_Aim of the exercise_: Select, from the data, each line where "main" occurs.

(Saved entries)
┌──
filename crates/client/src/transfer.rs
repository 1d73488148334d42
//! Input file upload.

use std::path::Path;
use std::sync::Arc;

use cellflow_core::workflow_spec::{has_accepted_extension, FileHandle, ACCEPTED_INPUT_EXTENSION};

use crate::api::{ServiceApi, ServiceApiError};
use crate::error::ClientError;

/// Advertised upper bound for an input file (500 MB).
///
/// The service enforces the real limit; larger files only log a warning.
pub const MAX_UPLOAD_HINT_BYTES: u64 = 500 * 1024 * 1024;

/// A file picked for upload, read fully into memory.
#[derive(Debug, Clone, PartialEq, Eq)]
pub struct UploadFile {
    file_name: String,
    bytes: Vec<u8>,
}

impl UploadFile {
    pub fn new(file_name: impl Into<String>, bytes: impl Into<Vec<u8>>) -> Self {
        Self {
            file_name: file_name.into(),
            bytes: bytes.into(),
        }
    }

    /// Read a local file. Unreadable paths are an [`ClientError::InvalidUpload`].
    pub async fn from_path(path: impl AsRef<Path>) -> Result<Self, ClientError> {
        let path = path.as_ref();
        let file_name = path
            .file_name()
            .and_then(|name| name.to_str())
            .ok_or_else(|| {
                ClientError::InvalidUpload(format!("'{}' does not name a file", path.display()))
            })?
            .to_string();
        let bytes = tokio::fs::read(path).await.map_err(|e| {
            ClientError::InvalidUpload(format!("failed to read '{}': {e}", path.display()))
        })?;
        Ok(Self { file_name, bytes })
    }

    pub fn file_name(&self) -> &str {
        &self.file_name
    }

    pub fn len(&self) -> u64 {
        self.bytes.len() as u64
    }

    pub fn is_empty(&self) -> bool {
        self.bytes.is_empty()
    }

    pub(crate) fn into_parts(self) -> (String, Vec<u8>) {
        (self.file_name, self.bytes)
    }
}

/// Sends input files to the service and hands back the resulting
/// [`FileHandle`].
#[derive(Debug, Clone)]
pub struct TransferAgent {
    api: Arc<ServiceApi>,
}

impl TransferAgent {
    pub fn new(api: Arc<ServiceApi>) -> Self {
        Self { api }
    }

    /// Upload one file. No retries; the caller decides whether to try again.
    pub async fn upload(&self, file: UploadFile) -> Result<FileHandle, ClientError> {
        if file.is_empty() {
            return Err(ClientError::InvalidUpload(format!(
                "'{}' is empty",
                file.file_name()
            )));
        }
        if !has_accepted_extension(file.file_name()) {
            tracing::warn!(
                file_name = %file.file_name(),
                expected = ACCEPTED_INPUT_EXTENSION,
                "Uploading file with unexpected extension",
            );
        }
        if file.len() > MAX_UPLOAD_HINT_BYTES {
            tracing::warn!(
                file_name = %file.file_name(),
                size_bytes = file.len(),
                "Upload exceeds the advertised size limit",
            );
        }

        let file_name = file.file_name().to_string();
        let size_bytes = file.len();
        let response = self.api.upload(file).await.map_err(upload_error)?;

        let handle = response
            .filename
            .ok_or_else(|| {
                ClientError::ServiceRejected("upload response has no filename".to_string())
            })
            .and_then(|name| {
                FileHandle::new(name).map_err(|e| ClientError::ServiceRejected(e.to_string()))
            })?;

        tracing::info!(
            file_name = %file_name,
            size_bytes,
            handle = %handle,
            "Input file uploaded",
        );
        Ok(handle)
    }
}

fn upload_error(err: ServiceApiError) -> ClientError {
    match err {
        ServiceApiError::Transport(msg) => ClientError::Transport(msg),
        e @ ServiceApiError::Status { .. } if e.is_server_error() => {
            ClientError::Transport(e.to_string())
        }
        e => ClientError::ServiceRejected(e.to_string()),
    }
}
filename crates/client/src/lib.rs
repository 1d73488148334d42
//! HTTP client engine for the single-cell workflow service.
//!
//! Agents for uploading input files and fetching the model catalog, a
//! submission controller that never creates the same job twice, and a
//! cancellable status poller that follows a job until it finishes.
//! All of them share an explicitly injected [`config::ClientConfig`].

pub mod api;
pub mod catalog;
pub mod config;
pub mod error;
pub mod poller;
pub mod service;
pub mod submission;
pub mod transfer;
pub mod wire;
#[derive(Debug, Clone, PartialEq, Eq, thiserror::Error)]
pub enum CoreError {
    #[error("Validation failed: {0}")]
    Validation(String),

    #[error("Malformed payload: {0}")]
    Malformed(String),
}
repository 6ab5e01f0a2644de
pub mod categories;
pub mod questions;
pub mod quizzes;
└──
┌──
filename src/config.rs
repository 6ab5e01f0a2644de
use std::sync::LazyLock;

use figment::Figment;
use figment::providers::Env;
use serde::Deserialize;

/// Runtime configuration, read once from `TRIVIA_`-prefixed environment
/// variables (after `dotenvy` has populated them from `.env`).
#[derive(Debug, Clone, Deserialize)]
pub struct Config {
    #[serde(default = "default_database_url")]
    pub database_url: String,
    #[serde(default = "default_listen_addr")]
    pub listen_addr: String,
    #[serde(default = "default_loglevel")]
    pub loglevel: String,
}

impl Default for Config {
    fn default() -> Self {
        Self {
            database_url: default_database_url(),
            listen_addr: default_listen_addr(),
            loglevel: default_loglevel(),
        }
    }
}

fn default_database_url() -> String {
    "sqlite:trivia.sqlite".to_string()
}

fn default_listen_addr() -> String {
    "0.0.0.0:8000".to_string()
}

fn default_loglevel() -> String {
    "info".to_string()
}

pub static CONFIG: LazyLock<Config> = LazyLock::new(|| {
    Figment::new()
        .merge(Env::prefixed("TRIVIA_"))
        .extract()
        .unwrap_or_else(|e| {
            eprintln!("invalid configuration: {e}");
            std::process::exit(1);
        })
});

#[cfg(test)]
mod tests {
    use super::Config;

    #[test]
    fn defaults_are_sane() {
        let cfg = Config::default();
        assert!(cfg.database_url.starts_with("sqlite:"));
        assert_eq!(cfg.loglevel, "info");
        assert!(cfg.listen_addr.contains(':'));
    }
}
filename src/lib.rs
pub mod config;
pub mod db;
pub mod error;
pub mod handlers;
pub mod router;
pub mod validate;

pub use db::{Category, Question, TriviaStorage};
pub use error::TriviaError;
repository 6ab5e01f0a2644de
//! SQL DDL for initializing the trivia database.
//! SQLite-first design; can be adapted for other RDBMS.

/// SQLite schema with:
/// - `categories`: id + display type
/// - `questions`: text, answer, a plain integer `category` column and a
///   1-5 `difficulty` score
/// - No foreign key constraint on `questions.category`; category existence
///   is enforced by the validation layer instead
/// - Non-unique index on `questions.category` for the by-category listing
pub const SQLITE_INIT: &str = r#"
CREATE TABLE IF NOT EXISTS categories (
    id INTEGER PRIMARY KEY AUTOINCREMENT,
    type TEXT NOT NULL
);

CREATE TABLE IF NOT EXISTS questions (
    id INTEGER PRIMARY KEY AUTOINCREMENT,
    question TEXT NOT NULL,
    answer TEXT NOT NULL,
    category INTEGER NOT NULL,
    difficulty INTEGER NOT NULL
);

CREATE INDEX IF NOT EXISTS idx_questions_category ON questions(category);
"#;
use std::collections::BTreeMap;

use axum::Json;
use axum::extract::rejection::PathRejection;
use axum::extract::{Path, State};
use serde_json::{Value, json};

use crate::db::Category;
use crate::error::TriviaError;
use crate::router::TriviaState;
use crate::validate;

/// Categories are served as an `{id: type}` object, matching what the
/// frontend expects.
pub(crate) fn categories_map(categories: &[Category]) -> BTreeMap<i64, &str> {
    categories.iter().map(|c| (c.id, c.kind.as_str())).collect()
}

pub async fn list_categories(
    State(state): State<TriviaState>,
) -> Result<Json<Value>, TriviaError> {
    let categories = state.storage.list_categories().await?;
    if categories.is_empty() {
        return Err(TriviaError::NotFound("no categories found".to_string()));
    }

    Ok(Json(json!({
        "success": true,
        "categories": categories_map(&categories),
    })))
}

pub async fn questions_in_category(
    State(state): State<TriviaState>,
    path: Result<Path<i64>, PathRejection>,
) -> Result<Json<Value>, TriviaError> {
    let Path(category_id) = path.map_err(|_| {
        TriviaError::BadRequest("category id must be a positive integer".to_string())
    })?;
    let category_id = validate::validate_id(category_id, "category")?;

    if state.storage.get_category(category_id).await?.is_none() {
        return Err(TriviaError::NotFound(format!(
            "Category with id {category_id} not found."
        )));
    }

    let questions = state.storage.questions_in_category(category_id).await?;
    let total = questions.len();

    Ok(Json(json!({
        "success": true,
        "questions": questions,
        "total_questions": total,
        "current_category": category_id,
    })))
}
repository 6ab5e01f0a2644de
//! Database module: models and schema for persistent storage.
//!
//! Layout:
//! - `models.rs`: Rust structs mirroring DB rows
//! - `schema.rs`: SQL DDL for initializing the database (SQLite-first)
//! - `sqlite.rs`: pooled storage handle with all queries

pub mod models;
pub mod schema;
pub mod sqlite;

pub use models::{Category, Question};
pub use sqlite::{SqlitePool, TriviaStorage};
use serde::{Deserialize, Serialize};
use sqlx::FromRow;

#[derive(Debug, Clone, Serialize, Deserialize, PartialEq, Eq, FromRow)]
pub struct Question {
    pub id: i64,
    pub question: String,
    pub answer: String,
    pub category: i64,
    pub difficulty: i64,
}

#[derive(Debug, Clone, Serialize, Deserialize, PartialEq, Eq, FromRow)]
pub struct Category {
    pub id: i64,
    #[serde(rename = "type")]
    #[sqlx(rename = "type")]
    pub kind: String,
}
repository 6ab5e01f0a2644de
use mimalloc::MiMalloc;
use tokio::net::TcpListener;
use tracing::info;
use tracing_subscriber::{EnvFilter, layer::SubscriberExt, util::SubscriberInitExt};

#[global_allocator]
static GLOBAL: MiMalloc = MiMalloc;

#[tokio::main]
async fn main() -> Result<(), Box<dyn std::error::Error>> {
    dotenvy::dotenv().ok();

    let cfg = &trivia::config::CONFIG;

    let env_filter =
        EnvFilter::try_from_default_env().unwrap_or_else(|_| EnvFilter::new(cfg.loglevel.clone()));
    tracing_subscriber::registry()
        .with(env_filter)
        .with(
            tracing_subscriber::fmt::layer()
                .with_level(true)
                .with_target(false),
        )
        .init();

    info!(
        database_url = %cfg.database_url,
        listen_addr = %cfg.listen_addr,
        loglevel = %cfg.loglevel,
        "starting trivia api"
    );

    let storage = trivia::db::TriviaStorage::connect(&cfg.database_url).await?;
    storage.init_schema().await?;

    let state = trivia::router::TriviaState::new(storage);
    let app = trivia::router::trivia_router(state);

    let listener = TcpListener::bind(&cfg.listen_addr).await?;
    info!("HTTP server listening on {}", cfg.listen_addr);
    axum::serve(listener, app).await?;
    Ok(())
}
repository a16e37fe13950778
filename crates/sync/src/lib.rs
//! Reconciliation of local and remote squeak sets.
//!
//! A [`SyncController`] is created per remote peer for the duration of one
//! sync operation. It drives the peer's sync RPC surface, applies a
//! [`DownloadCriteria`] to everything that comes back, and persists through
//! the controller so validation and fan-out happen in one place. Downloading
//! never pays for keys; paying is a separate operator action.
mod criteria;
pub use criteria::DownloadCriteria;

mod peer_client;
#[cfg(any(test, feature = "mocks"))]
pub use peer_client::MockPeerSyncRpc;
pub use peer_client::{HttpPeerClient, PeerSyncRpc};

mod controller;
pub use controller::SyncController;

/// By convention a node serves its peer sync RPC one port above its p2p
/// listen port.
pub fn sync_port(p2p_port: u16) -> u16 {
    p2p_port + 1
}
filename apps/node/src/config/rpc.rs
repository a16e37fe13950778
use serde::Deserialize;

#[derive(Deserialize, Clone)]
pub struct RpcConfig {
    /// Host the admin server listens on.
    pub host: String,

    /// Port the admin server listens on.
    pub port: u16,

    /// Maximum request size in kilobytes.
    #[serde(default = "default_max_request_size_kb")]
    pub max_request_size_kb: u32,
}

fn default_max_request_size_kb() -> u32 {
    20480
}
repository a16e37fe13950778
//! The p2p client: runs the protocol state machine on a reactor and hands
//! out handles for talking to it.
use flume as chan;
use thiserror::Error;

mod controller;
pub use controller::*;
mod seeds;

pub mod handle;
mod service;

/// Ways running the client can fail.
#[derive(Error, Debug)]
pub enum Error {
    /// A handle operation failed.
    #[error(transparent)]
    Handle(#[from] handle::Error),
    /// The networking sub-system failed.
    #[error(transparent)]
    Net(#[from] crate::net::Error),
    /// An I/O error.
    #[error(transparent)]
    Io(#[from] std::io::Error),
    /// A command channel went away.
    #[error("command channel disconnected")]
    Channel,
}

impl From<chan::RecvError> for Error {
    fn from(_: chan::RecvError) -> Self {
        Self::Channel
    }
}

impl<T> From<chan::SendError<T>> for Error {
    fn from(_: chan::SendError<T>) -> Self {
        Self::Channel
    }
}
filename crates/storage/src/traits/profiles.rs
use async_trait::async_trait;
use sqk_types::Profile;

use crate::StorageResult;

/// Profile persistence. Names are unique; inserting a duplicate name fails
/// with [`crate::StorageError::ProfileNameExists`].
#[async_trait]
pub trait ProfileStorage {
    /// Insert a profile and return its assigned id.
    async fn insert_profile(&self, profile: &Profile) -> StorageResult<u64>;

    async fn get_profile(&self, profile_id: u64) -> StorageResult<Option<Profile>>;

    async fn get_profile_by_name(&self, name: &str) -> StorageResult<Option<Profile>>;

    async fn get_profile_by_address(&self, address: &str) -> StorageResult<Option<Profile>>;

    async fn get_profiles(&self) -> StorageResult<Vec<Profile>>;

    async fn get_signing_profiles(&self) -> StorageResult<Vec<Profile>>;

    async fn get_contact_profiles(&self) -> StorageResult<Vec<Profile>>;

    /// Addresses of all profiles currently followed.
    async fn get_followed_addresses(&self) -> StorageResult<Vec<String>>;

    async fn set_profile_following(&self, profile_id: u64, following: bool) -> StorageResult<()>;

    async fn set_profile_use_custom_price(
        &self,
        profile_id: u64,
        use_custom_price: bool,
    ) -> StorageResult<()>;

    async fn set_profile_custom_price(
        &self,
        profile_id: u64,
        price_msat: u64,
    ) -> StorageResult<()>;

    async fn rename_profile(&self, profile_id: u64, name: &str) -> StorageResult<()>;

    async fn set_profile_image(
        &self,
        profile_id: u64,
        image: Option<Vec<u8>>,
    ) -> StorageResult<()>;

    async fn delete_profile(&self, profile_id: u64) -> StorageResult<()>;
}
└──
_Solution to this task_:
#[tokio::main]
async fn main() -> Result<(), Box<dyn std::error::Error>> {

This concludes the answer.